The Central Bank of Sri Lanka (CBSL) bond scandal which is also referred to as the CBSL scam was a financial laundering scam which happened on February 27, 2015 and caused losses of over US $ 11 million to the nation. It is also regarded as the largest reported scam in Sri Lanka. During the inquiry of bond commission, it was transpired that the crucial issues, such as tax evasion, money laundering, bank malpractices, must be addressed by regulatory agencies, such as the CBSL and Inland Revenue Department. These agencies do not appear to have demonstrated any interest in addressing these issues.

There are allegations that Lycamobile Company owned by Sri Lankan born Subaskaran Allirajah has involved in embezzling millions of dollars from Sri Lanka through associates of the past regime. People working for the company have been arrested by French Police in connection with a multi-million pound tax and money laundering scandal.

According to BuzzFeed News, Sri Lankan authorities are scrutinising a deal in which the State telecom company was forced to pump around $10 million into a completely flawed venture owned by Sri Lankans and a key offshore company in the Lycamobile business network.

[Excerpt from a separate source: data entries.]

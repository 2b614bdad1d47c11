//! Specializations (spec glossary: "a mapping from generic parameters to
//! concrete type or value arguments") and the substitution/composition
//! operations the monomorphizer builds on.

pub use crate::ir::CanonicalSpecialization;
use crate::ir::{GenericParamId, LoweredType};

/// The working, not-yet-canonical form of a specialization: built up while
/// walking a call site's type arguments, then turned into a
/// [`CanonicalSpecialization`] before it is used as a memoization key or
/// installed on an instruction (spec §4.F "Type canonicalization").
#[derive(Debug, Clone, Default)]
pub struct Specialization {
    args: Vec<(GenericParamId, LoweredType)>,
}

impl Specialization {
    pub fn new() -> Self {
        Self::default()
    }

    pub fn bind(&mut self, param: GenericParamId, ty: LoweredType) -> &mut Self {
        self.args.push((param, ty));
        self
    }

    pub fn is_empty(&self) -> bool {
        self.args.is_empty()
    }

    /// Passes every bound type through `canonical` — here, deduplicated
    /// (last binding for a parameter wins) and sorted by parameter identity
    /// — so that two specializations naming the same substitutions in a
    /// different order produce an equal key. The external type-checker's
    /// own `canonical(_, in: scopeOfUse)` (normalizing aliases and
    /// associated types) is out of this crate's scope (spec.md §1); this is
    /// the slice of canonicalization that belongs to the IR layer itself.
    pub fn canonicalize(&self) -> CanonicalSpecialization {
        let mut merged: Vec<(GenericParamId, LoweredType)> = Vec::new();
        for (param, ty) in &self.args {
            match merged.iter_mut().find(|(p, _)| p == param) {
                Some(slot) => slot.1 = ty.clone(),
                None => merged.push((*param, ty.clone())),
            }
        }
        merged.sort_by_key(|(p, _)| p.0);
        CanonicalSpecialization { args: merged }
    }
}

/// Substitutes every `LoweredType::GenericParam` reachable in `ty` with its
/// binding in `specialization`, leaving unbound parameters untouched (the
/// case where `ty` belongs to a still-outer generic scope).
pub fn substitute(ty: &LoweredType, specialization: &CanonicalSpecialization) -> LoweredType {
    match ty {
        LoweredType::Concrete(_) => ty.clone(),
        LoweredType::GenericParam(param) => specialization
            .lookup(*param)
            .cloned()
            .unwrap_or_else(|| ty.clone()),
        LoweredType::Specialized { base, args } => LoweredType::Specialized {
            base: base.clone(),
            args: args.iter().map(|arg| substitute(arg, specialization)).collect(),
        },
        LoweredType::Pointer(inner) => LoweredType::Pointer(Box::new(substitute(inner, specialization))),
        LoweredType::Tuple(elements) => {
            LoweredType::Tuple(elements.iter().map(|elem| substitute(elem, specialization)).collect())
        }
    }
}

/// Composes a nested callee's own specialization with the specialization of
/// the generic function currently being monomorphized (spec §4.F step 6:
/// "specializations compose through substitution in the callee's
/// scope-of-use"). `inner`'s type arguments may themselves reference
/// `outer`'s generic parameters — e.g. a call to `g<T>()` written inside
/// `f<T>()`'s body refers to `f`'s own `T` — so composing substitutes
/// `outer` into every one of `inner`'s bindings.
pub fn compose(inner: &CanonicalSpecialization, outer: &CanonicalSpecialization) -> CanonicalSpecialization {
    let mut composed = Specialization::new();
    for (param, ty) in &inner.args {
        composed.bind(*param, substitute(ty, outer));
    }
    composed.canonicalize()
}

#[cfg(test)]
mod tests {
    use super::*;

    #[test]
    fn canonicalize_dedups_and_sorts() {
        let mut spec = Specialization::new();
        spec.bind(GenericParamId(1), LoweredType::Concrete("A".into()));
        spec.bind(GenericParamId(0), LoweredType::Concrete("B".into()));
        spec.bind(GenericParamId(1), LoweredType::Concrete("C".into()));

        let canonical = spec.canonicalize();
        assert_eq!(
            canonical.args,
            vec![
                (GenericParamId(0), LoweredType::Concrete("B".into())),
                (GenericParamId(1), LoweredType::Concrete("C".into())),
            ]
        );
    }

    #[test]
    fn substitute_rewrites_nested_generic_params() {
        let specialization = CanonicalSpecialization {
            args: vec![(GenericParamId(0), LoweredType::Concrete("Int".into()))],
        };
        let ty = LoweredType::Pointer(Box::new(LoweredType::GenericParam(GenericParamId(0))));
        assert_eq!(
            substitute(&ty, &specialization),
            LoweredType::Pointer(Box::new(LoweredType::Concrete("Int".into())))
        );
    }

    #[test]
    fn compose_substitutes_inner_through_outer() {
        let inner = CanonicalSpecialization {
            args: vec![(GenericParamId(1), LoweredType::GenericParam(GenericParamId(0)))],
        };
        let outer = CanonicalSpecialization {
            args: vec![(GenericParamId(0), LoweredType::Concrete("Int".into()))],
        };
        let composed = compose(&inner, &outer);
        assert_eq!(composed.lookup(GenericParamId(1)), Some(&LoweredType::Concrete("Int".into())));
    }
}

There are cases of money laundering reported in the media and criminal High courts in the country. The VAT fraud case heard in the Colombo High Court involved Rs. 357 million. It was transpired in the High Court that the accused had purchased immovable properties using the proceeds fraudulently obtained from the Department of inland Revenue. In the case of drug dealer Wele Suda, it transpired that a large sums of monies had been earned through the sale of illegal drugs and that several land plots had been purchased by using money earned illegally. These are classic examples to be considered under the Money laundering Act and tax evasion, and there are no reports to say that tax evasion cases have been filed in courts after the 1990s.